In camicia da notte, si alzò e a piedi scalzi si diresse verso la finestra. Andò ad accoccolarsi nello spazio offerto dal piccolo bow window. I vetri erano socchiusi, ma la zanzariera era stata abbassata. Non ci aveva fatto caso la sera prima quando era rientrata ed era salita di sopra a dormire. Doveva essere stata Molly, la governante della nonna che si occupava di quella casa da quando lei era arrivata lì, decenni prima. Una vera istituzione. 
Da quando Melanie si era trasferita a casa della nonna, Molly si occupava come una chioccia anche di lei. 
Raccolse le ginocchia al petto e le abbracciò. 

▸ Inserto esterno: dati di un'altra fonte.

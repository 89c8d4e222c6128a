use crate::context::CancelContext;
use crate::event::channel::EventPublisher;
use crate::supervisor::update::{ProcessConfig, ProcessId, UpdateType};
use std::time::Duration;
use thiserror::Error;
use tracing::debug;

pub mod inert;

/// Failure reported by a syncer call.
///
/// Transient failures are retried with backoff; terminal ones make the
/// supervisor walk the process to `Terminating` without further retries.
#[derive(Debug, Error, Clone, PartialEq)]
pub enum SyncError {
    #[error("transient sync failure: {0}")]
    Transient(String),

    #[error("terminal sync failure: {0}")]
    Terminal(String),
}

impl SyncError {
    pub fn is_terminal(&self) -> bool {
        matches!(self, SyncError::Terminal(_))
    }
}

/// Receives periodic progress text while a process shuts down.
///
/// Every report is logged; a publisher can be attached so an interested
/// observer (tests, the status endpoint) sees the raw messages too.
pub struct ProgressSink {
    id: ProcessId,
    publisher: Option<EventPublisher<String>>,
}

impl ProgressSink {
    pub fn new(id: ProcessId) -> Self {
        Self {
            id,
            publisher: None,
        }
    }

    pub fn with_publisher(self, publisher: EventPublisher<String>) -> Self {
        Self {
            publisher: Some(publisher),
            ..self
        }
    }

    pub fn report(&self, message: &str) {
        debug!(id = %self.id, message, "termination progress");
        if let Some(publisher) = &self.publisher {
            let _ = publisher.publish(message.to_string());
        }
    }
}

/// The contract the supervisor invokes to realize desired state for one
/// managed process. Implementations start OS children, initialize in-process
/// backends, or bind logical roles; the supervisor does not care which.
///
/// All three methods block; concurrency comes from the supervisor running
/// one worker per process. Every call receives a [`CancelContext`] carrying
/// the relevant deadline, and implementations must check it between steps:
/// cooperative cancellation is the only way the supervisor can stop them.
pub trait Syncer: Send + Sync + 'static {
    /// Brings the running state of the process in line with `config`.
    /// Called for creates, updates and periodic resyncs alike.
    fn sync_process(
        &self,
        ctx: &CancelContext,
        update_type: UpdateType,
        id: &ProcessId,
        config: &ProcessConfig,
    ) -> Result<(), SyncError>;

    /// Gracefully stops the process within `grace_period`; `ctx` carries the
    /// matching deadline. Implementations report progress through `progress`
    /// for observability.
    fn sync_terminating(
        &self,
        ctx: &CancelContext,
        id: &ProcessId,
        config: &ProcessConfig,
        grace_period: Duration,
        progress: &ProgressSink,
    ) -> Result<(), SyncError>;

    /// Releases whatever the process held (handles, temp files, child
    /// descriptors) once it has stopped.
    fn sync_terminated(
        &self,
        ctx: &CancelContext,
        id: &ProcessId,
        config: &ProcessConfig,
    ) -> Result<(), SyncError>;
}
//! # Workload Launcher library
//!
//! Core functionality for the workload launcher: a supervisor that drives a
//! population of managed processes through their lifecycle, and the network
//! facade that lets a central controller assign, revoke and inspect those
//! processes at runtime. The binaries generated by this project consume this
//! library.

pub mod context;
pub mod controller;
pub mod event;
pub mod isolation;
pub mod launcher;
pub mod supervisor;
pub mod syncer;
pub mod utils;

L’acqua si raccoglieva nell’incavo dei petali delle bouganvillee rosa e viola che crescevano tutto intorno al cancello del giardino, creando una meravigliosa siepe colorata che nascondeva solo in parte la quercia centenaria piantata al centro del prato. Era già lì quando la nonna aveva acquistato la casa, verso l’inizio degli anni settanta, e già all’epoca nessuno sapeva quanti anni avesse. L’attenzione di Melanie fu catturata dalla piscina. Le gocce di pioggia creavano giochi di cerchi concentrici che si rompevano uno sull’altro e creavano morbide increspature sulla superficie dell’acqua. 
Sarebbe rimasta a fissarli per sempre, rapita dalla serenità che gli elementi della natura riuscivano a creare. 
Poi, ripensò anche ai suoi genitori. E, per l’ennesima volta, non riuscì a capacitarsi di quanto gli esseri viventi fossero impotenti contro la natura quando essa decideva di esercitare la sua forza distruttiva.